For online multiplayer games like Apex Legends, the retractable mic on the Kraken Pro V2 is flawed but fine. Playing the Titanfall spin-off myself, my teammates had no issues hearing my off-topic tangents as I continued to frustrate them by getting myself shot within the first two minutes of each match. As is the case with most gaming headsets, the one downside is that your teammates may begin to hear a faint crackling if you start to raise your voice. Then again, what better incentive is there to speak like a civilized human being using your inside voice? Sorry, just trying to make the best of a less than ideal situation.

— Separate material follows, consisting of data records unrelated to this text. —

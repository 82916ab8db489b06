use crate::angles::normalize_degrees;
use crate::bodies::Body;
use crate::ephemeris::provider::PositionProvider;
use crate::ephemeris::types::CelestialPosition;
use crate::error::ProviderError;
use crate::houses::julian_day;
use chrono::{DateTime, Utc};
use std::env;
use std::path::{Path, PathBuf};
use swisseph::swe::{calc_ut, set_ephe_path};

// Swiss Ephemeris body codes
const BODY_CODES: &[(Body, i32)] = &[
    (Body::Sun, 0),
    (Body::Moon, 1),
    (Body::Mercury, 2),
    (Body::Venus, 3),
    (Body::Mars, 4),
    (Body::Jupiter, 5),
    (Body::Saturn, 6),
    (Body::Uranus, 7),
    (Body::Neptune, 8),
    (Body::Pluto, 9),
    (Body::NorthNode, 11), // TRUE_NODE
    (Body::Chiron, 15),
];

// FLG_SWIEPH | FLG_SPEED
const CALC_FLAGS: u32 = 2 | 256;

/// [`PositionProvider`] backed by the Swiss Ephemeris data files.
pub struct SwissEphemerisProvider {
    ephemeris_path: PathBuf,
}

impl SwissEphemerisProvider {
    /// Create a provider and point the library at its data files.
    ///
    /// The path falls back to `SWISS_EPHEMERIS_PATH`, then
    /// `/usr/local/share/swisseph`. The library holds a single path per
    /// process, so the last provider created wins.
    pub fn new(ephemeris_path: Option<PathBuf>) -> Result<Self, ProviderError> {
        let path = ephemeris_path.unwrap_or_else(|| {
            env::var("SWISS_EPHEMERIS_PATH")
                .map(PathBuf::from)
                .unwrap_or_else(|_| PathBuf::from("/usr/local/share/swisseph"))
        });

        if !path.exists() {
            return Err(ProviderError::Io(std::io::Error::new(
                std::io::ErrorKind::NotFound,
                format!(
                    "Ephemeris path {} does not exist. Please ensure Swiss Ephemeris data files are installed.",
                    path.display()
                ),
            )));
        }

        // Process-wide setting in the C library
        set_ephe_path(&path.to_string_lossy());

        Ok(Self {
            ephemeris_path: path,
        })
    }

    pub fn ephemeris_path(&self) -> &Path {
        &self.ephemeris_path
    }

    fn calc_body(
        &self,
        body: Body,
        instant: DateTime<Utc>,
    ) -> Result<CelestialPosition, ProviderError> {
        let code = BODY_CODES
            .iter()
            .find(|(b, _)| *b == body)
            .map(|(_, code)| *code)
            .ok_or_else(|| ProviderError::UnknownBody(body.to_string()))?;

        let result = calc_ut(julian_day(instant), code as u32, CALC_FLAGS).map_err(|e| {
            ProviderError::CalculationFailed {
                body: body.to_string(),
                instant,
                message: format!("Swiss Ephemeris error: {}", e),
            }
        })?;

        let out = result.out;
        Ok(CelestialPosition {
            body,
            lon: normalize_degrees(out[0]),
            lat: out[1],
            speed_lon: Some(out[3]),
        })
    }
}

impl PositionProvider for SwissEphemerisProvider {
    fn position(
        &self,
        body: Body,
        instant: DateTime<Utc>,
    ) -> Result<CelestialPosition, ProviderError> {
        match body {
            // Derived from the true node
            Body::SouthNode => {
                let north = self.calc_body(Body::NorthNode, instant)?;
                Ok(CelestialPosition {
                    body: Body::SouthNode,
                    lon: normalize_degrees(north.lon + 180.0),
                    lat: -north.lat,
                    speed_lon: north.speed_lon,
                })
            }
            _ => self.calc_body(body, instant),
        }
    }
}
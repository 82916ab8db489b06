//! Julian day, mean obliquity and sidereal time.
//!
//! UTC is used in place of UT1; the sub-second difference moves the
//! angles by well under an arcminute.
//!
//! Sources: Meeus, "Astronomical Algorithms" (2nd ed), eq. 12.4 and 22.2.

use crate::angles::normalize_degrees;
use chrono::{DateTime, Utc};

/// Julian Date of the Unix epoch.
const UNIX_EPOCH_JD: f64 = 2_440_587.5;
/// Julian Date of J2000.0.
pub const J2000_JD: f64 = 2_451_545.0;
const DAYS_PER_CENTURY: f64 = 36_525.0;

/// Julian Date of a UTC instant.
pub fn julian_day(instant: DateTime<Utc>) -> f64 {
    let seconds = instant.timestamp() as f64 + instant.timestamp_subsec_nanos() as f64 * 1e-9;
    UNIX_EPOCH_JD + seconds / 86_400.0
}

/// Julian centuries since J2000.0.
pub fn julian_centuries(jd: f64) -> f64 {
    (jd - J2000_JD) / DAYS_PER_CENTURY
}

/// Mean obliquity of the ecliptic in degrees.
///
/// ε = 23°26′21.448″ − 46.8150″T − 0.00059″T² + 0.001813″T³
pub fn mean_obliquity_deg(t: f64) -> f64 {
    let arcsec = 21.448 - 46.8150 * t - 0.00059 * t * t + 0.001813 * t * t * t;
    23.0 + 26.0 / 60.0 + arcsec / 3600.0
}

/// Greenwich mean sidereal time in degrees, [0, 360).
pub fn greenwich_sidereal_deg(jd: f64) -> f64 {
    let t = julian_centuries(jd);
    let theta = 280.460_618_37 + 360.985_647_366_29 * (jd - J2000_JD) + 0.000_387_933 * t * t
        - t * t * t / 38_710_000.0;
    normalize_degrees(theta)
}

/// Local sidereal time (= RAMC) in degrees for an east longitude.
pub fn local_sidereal_deg(jd: f64, east_longitude: f64) -> f64 {
    normalize_degrees(greenwich_sidereal_deg(jd) + east_longitude)
}
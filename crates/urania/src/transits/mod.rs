//! Transit timing: a coarse scan for orb minima, then per-bracket
//! refinement.

pub mod refine;
pub mod sampler;
pub mod search;
pub mod types;

pub use refine::refine;
pub use sampler::{find_brackets, Bracket, BracketScanner, Sample};
pub use search::{find_transit_hits, SampleGrid, TransitSearch, SAMPLE_BATCH_SIZE};
pub use types::{TransitHit, TransitQuery};
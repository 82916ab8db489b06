pub mod provider;
pub mod types;

#[cfg(feature = "swisseph")]
pub mod adapter;

pub use provider::PositionProvider;
pub use types::{days_between, offset_by_days, CelestialPosition, GeoLocation, TimeWindow};

#[cfg(feature = "swisseph")]
pub use adapter::SwissEphemerisProvider;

Overall - Should you buy it?
Ultimately, the Razer Kraken Pro V2 is a tough one to beat, dollar for dollar. At $79.99 / £69.00, it occupies an unusual midpoint between a headset that costs $50 and one that costs $100. It's the Tournament Edition stripped down to its bare essence, but it serves its purpose well, delivering audio from virtually any gaming device on the market by way of a lengthy 3.5mm headphone cable. From the hardwired volume controls to the lack of software and RGB lighting, everything about it it can be summed up as rudimentary. If that's what you want, I say go for it! Sometimes a basic headset is all you need to pwn n00bs, or whatever the 2019 equivalent of that antiquated gamer slang might be. It may not employ the longest list of features, but it's comfy and doesn't cost a whole lot, and that really is its beauty.

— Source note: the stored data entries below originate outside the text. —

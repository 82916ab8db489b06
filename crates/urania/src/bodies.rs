use crate::error::ChartError;
use serde::{Deserialize, Serialize};
use std::fmt;
use std::str::FromStr;

/// Identifier for a chart point: a celestial body or one of the four angles.
#[derive(Debug, Clone, Copy, PartialEq, Eq, Hash, PartialOrd, Ord, Serialize, Deserialize)]
#[serde(rename_all = "snake_case")]
pub enum Body {
    Sun,
    Moon,
    Mercury,
    Venus,
    Mars,
    Jupiter,
    Saturn,
    Uranus,
    Neptune,
    Pluto,
    Chiron,
    NorthNode,
    SouthNode,
    Ascendant,
    Midheaven,
    Descendant,
    ImumCoeli,
}

/// Bodies with an ephemeris, in traditional chart order.
pub const PLANETS: &[Body] = &[
    Body::Sun,
    Body::Moon,
    Body::Mercury,
    Body::Venus,
    Body::Mars,
    Body::Jupiter,
    Body::Saturn,
    Body::Uranus,
    Body::Neptune,
    Body::Pluto,
    Body::Chiron,
    Body::NorthNode,
    Body::SouthNode,
];

/// The four chart angles.
pub const ANGLES: &[Body] = &[
    Body::Ascendant,
    Body::Midheaven,
    Body::Descendant,
    Body::ImumCoeli,
];

const NAMES: &[(&str, Body)] = &[
    ("sun", Body::Sun),
    ("moon", Body::Moon),
    ("mercury", Body::Mercury),
    ("venus", Body::Venus),
    ("mars", Body::Mars),
    ("jupiter", Body::Jupiter),
    ("saturn", Body::Saturn),
    ("uranus", Body::Uranus),
    ("neptune", Body::Neptune),
    ("pluto", Body::Pluto),
    ("chiron", Body::Chiron),
    ("north_node", Body::NorthNode),
    ("south_node", Body::SouthNode),
    ("ascendant", Body::Ascendant),
    ("midheaven", Body::Midheaven),
    ("descendant", Body::Descendant),
    ("imum_coeli", Body::ImumCoeli),
];

const ALIASES: &[(&str, Body)] = &[
    ("asc", Body::Ascendant),
    ("mc", Body::Midheaven),
    ("dc", Body::Descendant),
    ("desc", Body::Descendant),
    ("ic", Body::ImumCoeli),
    ("true_node", Body::NorthNode),
    ("rahu", Body::NorthNode),
    ("ketu", Body::SouthNode),
];

impl Body {
    pub fn id(&self) -> &'static str {
        NAMES
            .iter()
            .find(|(_, body)| body == self)
            .map(|(name, _)| *name)
            .unwrap_or("unknown")
    }

    pub fn is_angle(&self) -> bool {
        ANGLES.contains(self)
    }

    /// Sampling cadence in days for transit scans.
    ///
    /// Each step must stay well below the shortest time between two
    /// successive minima of the angular distance, which for a body that
    /// stations is a fraction of its retrograde period.
    pub fn sample_step_days(&self) -> f64 {
        match self {
            Body::Moon => 0.25,
            Body::Sun | Body::Mercury | Body::Venus => 1.0,
            Body::Mars => 2.0,
            Body::Jupiter | Body::Saturn | Body::Chiron | Body::NorthNode | Body::SouthNode => 5.0,
            Body::Uranus | Body::Neptune | Body::Pluto => 10.0,
            // Angles sweep the whole zodiac daily
            Body::Ascendant | Body::Midheaven | Body::Descendant | Body::ImumCoeli => 1.0 / 96.0,
        }
    }
}

impl fmt::Display for Body {
    fn fmt(&self, f: &mut fmt::Formatter<'_>) -> fmt::Result {
        f.write_str(self.id())
    }
}

impl FromStr for Body {
    type Err = ChartError;

    fn from_str(s: &str) -> Result<Self, Self::Err> {
        let key = s.trim().to_lowercase().replace(|c: char| c == ' ' || c == '-', "_");
        NAMES
            .iter()
            .chain(ALIASES.iter())
            .find(|(name, _)| *name == key)
            .map(|(_, body)| *body)
            .ok_or_else(|| ChartError::UnknownBody(s.to_string()))
    }
}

If you're looking for more features the Tournament Edition's USB amplifier adds much to the newer model. If you'd prefer to have the option to mess around with an equalizer in Synapse, oftentimes you can find the Razer Kraken Tournament Edition on sale for just a few dollars more than the Kraken Pro V2. In that case, I'd advise shelling out a quarter portion more for the tourney version. But overall, at the price, it's hard to beat the Kraken Pro V2.